[What the task requires]:
Filter the lines below, keeping each one that holds "nocapture".

(Collected data)
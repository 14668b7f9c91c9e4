pub mod builders;
#[cfg(unix)]
pub mod fake_transit;

use std::sync::Once;
use tracing_subscriber::{fmt, EnvFilter};

static INIT: Once = Once::new();

/// Initialise tracing for tests.
///
/// - Uses `with_test_writer()`, so logs are captured per-test.
/// - The Rust test harness only prints captured output for **failing** tests
///   (unless you run with `-- --nocapture`).
///
/// Enable levels with e.g.:
/// `RUST_LOG=debug cargo test`
pub fn init_tracing() {
    INIT.call_once(|| {
        let filter =
            EnvFilter::try_from_default_env().unwrap_or_else(|_| EnvFilter::new("info"));

        fmt()
            .with_env_filter(filter)
            .with_test_writer() // print only for failing tests unless --nocapture
            .with_target(true)
            .init();
    });
}

/// Run a future with a 5-second timeout.
pub async fn with_timeout<F, T>(f: F) -> T
where
    F: std::future::Future<Output = T>,
{
    tokio::time::timeout(std::time::Duration::from_secs(5), f)
        .await
        .expect("Test timed out after 5 seconds")
}
// src/types.rs

use serde::{Deserialize, Serialize};

use crate::errors::{Result, TransitError};

/// One line-range correspondence between an old and a new file revision,
/// exactly as emitted by `transit --json`.
#[derive(Debug, Clone, PartialEq, Eq, Serialize, Deserialize)]
pub struct DiffRecord {
    pub old_commit: String,
    pub new_commit: String,
    pub old_filename: String,
    pub new_filename: String,
    pub origin_line: u32,
    pub destination_line: u32,
    pub num_lines: u32,
}

/// Bounds of the commit range the tool should analyse.
#[derive(Debug, Clone, PartialEq, Eq)]
pub struct RevisionPair {
    pub from: String,
    pub to: String,
}

impl RevisionPair {
    /// Build a pair only when both ends are present and not blank.
    ///
    /// A lone `from` or `to` is not meaningful to the tool, so it collapses to
    /// `None` just like supplying neither. Values are forwarded as given.
    pub fn from_parts(from: Option<&str>, to: Option<&str>) -> Option<Self> {
        let from = from.filter(|s| !s.trim().is_empty())?;
        let to = to.filter(|s| !s.trim().is_empty())?;
        Some(Self {
            from: from.to_string(),
            to: to.to_string(),
        })
    }
}

/// A single call into the bridge.
#[derive(Debug, Clone, PartialEq, Eq)]
pub struct ExecutionRequest {
    repo_path: String,
    revisions: Option<RevisionPair>,
}

impl ExecutionRequest {
    /// Validate and build a request.
    ///
    /// `repo_path` must be non-empty. See [`RevisionPair::from_parts`] for
    /// how partial revision pairs are handled.
    pub fn new(repo_path: &str, from: Option<&str>, to: Option<&str>) -> Result<Self> {
        if repo_path.trim().is_empty() {
            return Err(TransitError::InvalidRequest(
                "repository path must not be empty".to_string(),
            ));
        }

        Ok(Self {
            repo_path: repo_path.to_string(),
            revisions: RevisionPair::from_parts(from, to),
        })
    }

    pub fn repo_path(&self) -> &str {
        &self.repo_path
    }

    pub fn revisions(&self) -> Option<&RevisionPair> {
        self.revisions.as_ref()
    }
}
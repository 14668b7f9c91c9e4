//! A stand-in for the real `transit` binary.
//!
//! The fake is a single shell script shared by every test in the process.
//! It takes its behaviour from the repository directory it is pointed at:
//! `<repo>/.fake-transit/` holds the stdout payload, stderr payload, exit
//! code and flags of one scenario, and the script records its argument
//! vector there. Writing the script once avoids exec'ing a file that
//! another test thread may still hold open for writing.

use std::fs;
use std::os::unix::fs::PermissionsExt;
use std::path::{Path, PathBuf};
use std::process::{Command, Stdio};
use std::sync::OnceLock;

use anyhow::{Context, Result};
use tempfile::TempDir;

const SCENARIO_DIR: &str = ".fake-transit";

const SCRIPT: &str = r#"#!/bin/sh
scenario="$2/.fake-transit"
printf '%s\n' "$@" > "$scenario/args"
if [ -f "$scenario/hang" ]; then
    echo $$ > "$scenario/pid"
    exec sleep 600
fi
if [ -f "$scenario/stderr_first" ]; then
    cat "$scenario/stderr" >&2
    cat "$scenario/stdout"
else
    cat "$scenario/stdout"
    cat "$scenario/stderr" >&2
fi
exit "$(cat "$scenario/exit_code")"
"#;

static TOOL: OnceLock<(TempDir, PathBuf)> = OnceLock::new();

/// Path of the fake `transit` executable.
pub fn fake_transit_executable() -> &'static Path {
    let (_dir, path) = TOOL.get_or_init(|| {
        let dir = tempfile::Builder::new()
            .prefix("fake-transit-bin")
            .tempdir()
            .expect("creating fake transit dir");
        let path = dir.path().join("transit");
        fs::write(&path, SCRIPT).expect("writing fake transit script");
        fs::set_permissions(&path, fs::Permissions::from_mode(0o755))
            .expect("making fake transit executable");
        (dir, path)
    });
    path
}

/// A throwaway "repository" carrying one scripted tool run.
pub struct Scenario {
    repo: TempDir,
}

impl Scenario {
    pub fn builder() -> ScenarioBuilder {
        ScenarioBuilder::default()
    }

    /// Repository path to put in the request.
    pub fn repo_path(&self) -> String {
        self.repo.path().to_string_lossy().into_owned()
    }

    /// Arguments the fake received on its last run (without argv[0]).
    pub fn recorded_args(&self) -> Result<Vec<String>> {
        let path = self.repo.path().join(SCENARIO_DIR).join("args");
        let contents = fs::read_to_string(&path)
            .with_context(|| format!("reading recorded args at {:?}", path))?;
        Ok(contents.lines().map(str::to_string).collect())
    }

    /// Pid of a hanging run, once the fake has started.
    ///
    /// `exec` keeps the pid, so this is the process that sleeps.
    pub fn recorded_pid(&self) -> Option<u32> {
        let path = self.repo.path().join(SCENARIO_DIR).join("pid");
        fs::read_to_string(path).ok()?.trim().parse().ok()
    }
}

/// Whether `pid` still names a process (zombies included).
pub fn process_exists(pid: u32) -> bool {
    Command::new("kill")
        .arg("-0")
        .arg(pid.to_string())
        .stderr(Stdio::null())
        .status()
        .map(|s| s.success())
        .unwrap_or(false)
}

/// Builder for [`Scenario`].
#[derive(Debug, Clone, Default)]
pub struct ScenarioBuilder {
    stdout: Vec<u8>,
    stderr: Vec<u8>,
    exit_code: i32,
    stderr_first: bool,
    hang: bool,
}

impl ScenarioBuilder {
    pub fn stdout(mut self, data: impl Into<Vec<u8>>) -> Self {
        self.stdout = data.into();
        self
    }

    pub fn stderr(mut self, data: impl Into<Vec<u8>>) -> Self {
        self.stderr = data.into();
        self
    }

    pub fn exit_code(mut self, code: i32) -> Self {
        self.exit_code = code;
        self
    }

    /// Write stderr before stdout.
    pub fn stderr_first(mut self) -> Self {
        self.stderr_first = true;
        self
    }

    /// Never exit (until killed).
    pub fn hang(mut self) -> Self {
        self.hang = true;
        self
    }

    pub fn build(self) -> Result<Scenario> {
        let repo = tempfile::Builder::new()
            .prefix("fake-repo")
            .tempdir()
            .context("creating fake repo dir")?;
        let dir = repo.path().join(SCENARIO_DIR);
        fs::create_dir_all(&dir).with_context(|| format!("creating {:?}", dir))?;

        fs::write(dir.join("stdout"), &self.stdout)?;
        fs::write(dir.join("stderr"), &self.stderr)?;
        fs::write(dir.join("exit_code"), self.exit_code.to_string())?;
        if self.stderr_first {
            fs::write(dir.join("stderr_first"), b"")?;
        }
        if self.hang {
            fs::write(dir.join("hang"), b"")?;
        }

        Ok(Scenario { repo })
    }
}
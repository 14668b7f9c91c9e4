// src/exec/mod.rs

//! Process execution layer.
//!
//! This module runs the external `transit` binary with
//! `tokio::process::Command` and turns whatever happens to that process into
//! exactly one [`ExecutionOutcome`].
//!
//! - [`launcher`] builds the argument vector and spawns the process.
//! - [`aggregator`] owns the stdout / stderr buffers of one invocation.
//! - [`arbiter`] is the pure completion state machine; it decides the
//!   terminal disposition once, from stream-closed / exit / spawn-error /
//!   cancel signals in any order.
//! - [`decoder`] parses captured stdout into [`DiffRecord`]s.
//! - [`bridge`] is the async shell that wires the above together and is the
//!   public entry point ([`TransitBridge`]).

pub mod aggregator;
pub mod arbiter;
pub mod bridge;
pub mod decoder;
pub mod launcher;

use std::fmt;

use thiserror::Error;

use crate::types::DiffRecord;

pub use aggregator::OutputAggregator;
pub use arbiter::{CompletionArbiter, CompletionSignal, Disposition, Step, StreamKind};
pub use bridge::{execute_transit, join_outcome, ExecutionHandle, TransitBridge};
pub use decoder::{decode, decode_records};
pub use launcher::{build_args, ProcessLauncher, JSON_FLAG};

/// Why an invocation did not produce records.
#[derive(Debug, Clone, Copy, PartialEq, Eq)]
pub enum FailureKind {
    /// The tool could not be started (missing binary, permissions, bad path).
    SpawnError,
    /// The tool ran and exited unsuccessfully.
    NonZeroExit,
    /// The tool exited 0 but stdout was not a JSON array of diff records.
    ParseError,
    /// The invocation was cancelled or hit the configured timeout.
    Cancelled,
}

impl fmt::Display for FailureKind {
    fn fmt(&self, f: &mut fmt::Formatter<'_>) -> fmt::Result {
        let s = match self {
            FailureKind::SpawnError => "spawn error",
            FailureKind::NonZeroExit => "non-zero exit",
            FailureKind::ParseError => "parse error",
            FailureKind::Cancelled => "cancelled",
        };
        f.write_str(s)
    }
}

/// A categorized failure of one invocation.
#[derive(Debug, Clone, PartialEq, Eq, Error)]
#[error("{kind}: {message}")]
pub struct ExecutionFailure {
    pub kind: FailureKind,
    pub message: String,
    /// Exit code for `NonZeroExit`; `None` when the process was killed by a
    /// signal or never produced a status.
    pub exit_code: Option<i32>,
}

impl ExecutionFailure {
    pub fn new(kind: FailureKind, message: impl Into<String>) -> Self {
        Self {
            kind,
            message: message.into(),
            exit_code: None,
        }
    }

    pub fn with_exit_code(mut self, code: Option<i32>) -> Self {
        self.exit_code = code;
        self
    }
}

/// Single resolved result of one invocation.
#[derive(Debug, Clone, PartialEq, Eq)]
pub enum ExecutionOutcome {
    Success(Vec<DiffRecord>),
    Failure(ExecutionFailure),
}

impl ExecutionOutcome {
    pub fn is_success(&self) -> bool {
        matches!(self, ExecutionOutcome::Success(_))
    }

    pub fn records(&self) -> Option<&[DiffRecord]> {
        match self {
            ExecutionOutcome::Success(records) => Some(records),
            ExecutionOutcome::Failure(_) => None,
        }
    }

    pub fn failure(&self) -> Option<&ExecutionFailure> {
        match self {
            ExecutionOutcome::Success(_) => None,
            ExecutionOutcome::Failure(f) => Some(f),
        }
    }

    pub fn into_result(self) -> Result<Vec<DiffRecord>, ExecutionFailure> {
        match self {
            ExecutionOutcome::Success(records) => Ok(records),
            ExecutionOutcome::Failure(f) => Err(f),
        }
    }
}
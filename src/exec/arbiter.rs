// src/exec/arbiter.rs

//! Pure completion state machine.
//!
//! The arbiter consumes [`CompletionSignal`]s in whatever order the async
//! shell observes them and decides the terminal [`Disposition`] of an
//! invocation exactly once:
//!
//! ```text
//! Running ──spawn failed──────────────────────────────▶ SpawnError
//! Running ──exit(0)  + stdout closed + stderr closed ─▶ Succeeded
//! Running ──exit(≠0) + stdout closed + stderr closed ─▶ NonZeroExit
//! Running ──cancel───────────────────────────────────▶ Cancelled
//! ```
//!
//! An exit status is held back until both output streams have closed, so
//! the buffers consulted afterwards always contain all of the output. Any
//! signal arriving after the terminal transition is ignored.
//!
//! It has **no** Tokio types and does not perform any IO.

use tracing::debug;

/// Which output stream a signal refers to.
#[derive(Debug, Clone, Copy, PartialEq, Eq)]
pub enum StreamKind {
    Stdout,
    Stderr,
}

/// Events observed while a process runs.
#[derive(Debug, Clone, PartialEq, Eq)]
pub enum CompletionSignal {
    /// The process could not be started.
    SpawnFailed(String),
    /// One of the output streams reached EOF (or failed and was abandoned).
    StreamClosed(StreamKind),
    /// The process exited. `None` when it was terminated by a signal.
    Exited(Option<i32>),
    /// The caller (or the timeout) asked to stop waiting.
    Cancelled(String),
}

/// Terminal disposition of an invocation.
#[derive(Debug, Clone, PartialEq, Eq)]
pub enum Disposition {
    Succeeded,
    NonZeroExit { code: Option<i32> },
    SpawnError { message: String },
    Cancelled { reason: String },
}

/// Result of feeding one signal to the arbiter.
#[derive(Debug, Clone, PartialEq, Eq)]
pub enum Step {
    /// Still running; keep collecting signals.
    Pending,
    /// This signal produced the terminal transition.
    Resolved(Disposition),
    /// The arbiter had already resolved, or the signal was a duplicate.
    Ignored,
}

#[derive(Debug)]
pub struct CompletionArbiter {
    stdout_open: bool,
    stderr_open: bool,
    exit: Option<Option<i32>>,
    resolved: Option<Disposition>,
}

impl Default for CompletionArbiter {
    fn default() -> Self {
        Self::new()
    }
}

impl CompletionArbiter {
    pub fn new() -> Self {
        Self {
            stdout_open: true,
            stderr_open: true,
            exit: None,
            resolved: None,
        }
    }

    pub fn is_resolved(&self) -> bool {
        self.resolved.is_some()
    }

    pub fn disposition(&self) -> Option<&Disposition> {
        self.resolved.as_ref()
    }

    /// Whether an exit status has been observed (acted on or not).
    pub fn has_exited(&self) -> bool {
        self.exit.is_some()
    }

    pub fn step(&mut self, signal: CompletionSignal) -> Step {
        if self.resolved.is_some() {
            debug!(?signal, "signal after terminal transition; ignoring");
            return Step::Ignored;
        }

        match signal {
            CompletionSignal::SpawnFailed(message) => {
                self.resolve(Disposition::SpawnError { message })
            }
            CompletionSignal::Cancelled(reason) => self.resolve(Disposition::Cancelled { reason }),
            CompletionSignal::StreamClosed(kind) => {
                let open = match kind {
                    StreamKind::Stdout => &mut self.stdout_open,
                    StreamKind::Stderr => &mut self.stderr_open,
                };
                if !*open {
                    debug!(?kind, "stream already closed; ignoring duplicate close");
                    return Step::Ignored;
                }
                *open = false;
                self.try_finish()
            }
            CompletionSignal::Exited(code) => {
                if self.exit.is_some() {
                    debug!(?code, "duplicate exit signal; ignoring");
                    return Step::Ignored;
                }
                self.exit = Some(code);
                self.try_finish()
            }
        }
    }

    fn try_finish(&mut self) -> Step {
        if self.stdout_open || self.stderr_open {
            return Step::Pending;
        }
        match self.exit {
            None => Step::Pending,
            Some(Some(0)) => self.resolve(Disposition::Succeeded),
            Some(code) => self.resolve(Disposition::NonZeroExit { code }),
        }
    }

    fn resolve(&mut self, disposition: Disposition) -> Step {
        self.resolved = Some(disposition.clone());
        Step::Resolved(disposition)
    }
}
// src/exec/decoder.rs

//! Decoding of the tool's JSON output.

use tracing::{debug, warn};

use crate::exec::{ExecutionFailure, ExecutionOutcome, FailureKind};
use crate::types::DiffRecord;

/// Parse captured stdout as a JSON array of diff records, preserving order.
pub fn decode_records(stdout: &[u8]) -> Result<Vec<DiffRecord>, serde_json::Error> {
    serde_json::from_slice(stdout)
}

/// Decode stdout of a successful run into an outcome.
///
/// Never returns a partial list: any error yields `ParseError`.
pub fn decode(stdout: &[u8]) -> ExecutionOutcome {
    match decode_records(stdout) {
        Ok(records) => {
            debug!(count = records.len(), "decoded transit output");
            ExecutionOutcome::Success(records)
        }
        Err(err) => {
            warn!(error = %err, bytes = stdout.len(), "transit output is not a diff record array");
            ExecutionOutcome::Failure(ExecutionFailure::new(
                FailureKind::ParseError,
                err.to_string(),
            ))
        }
    }
}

[Final answer]:
///   (unless you run with `-- --nocapture`).
            .with_test_writer() // print only for failing tests unless --nocapture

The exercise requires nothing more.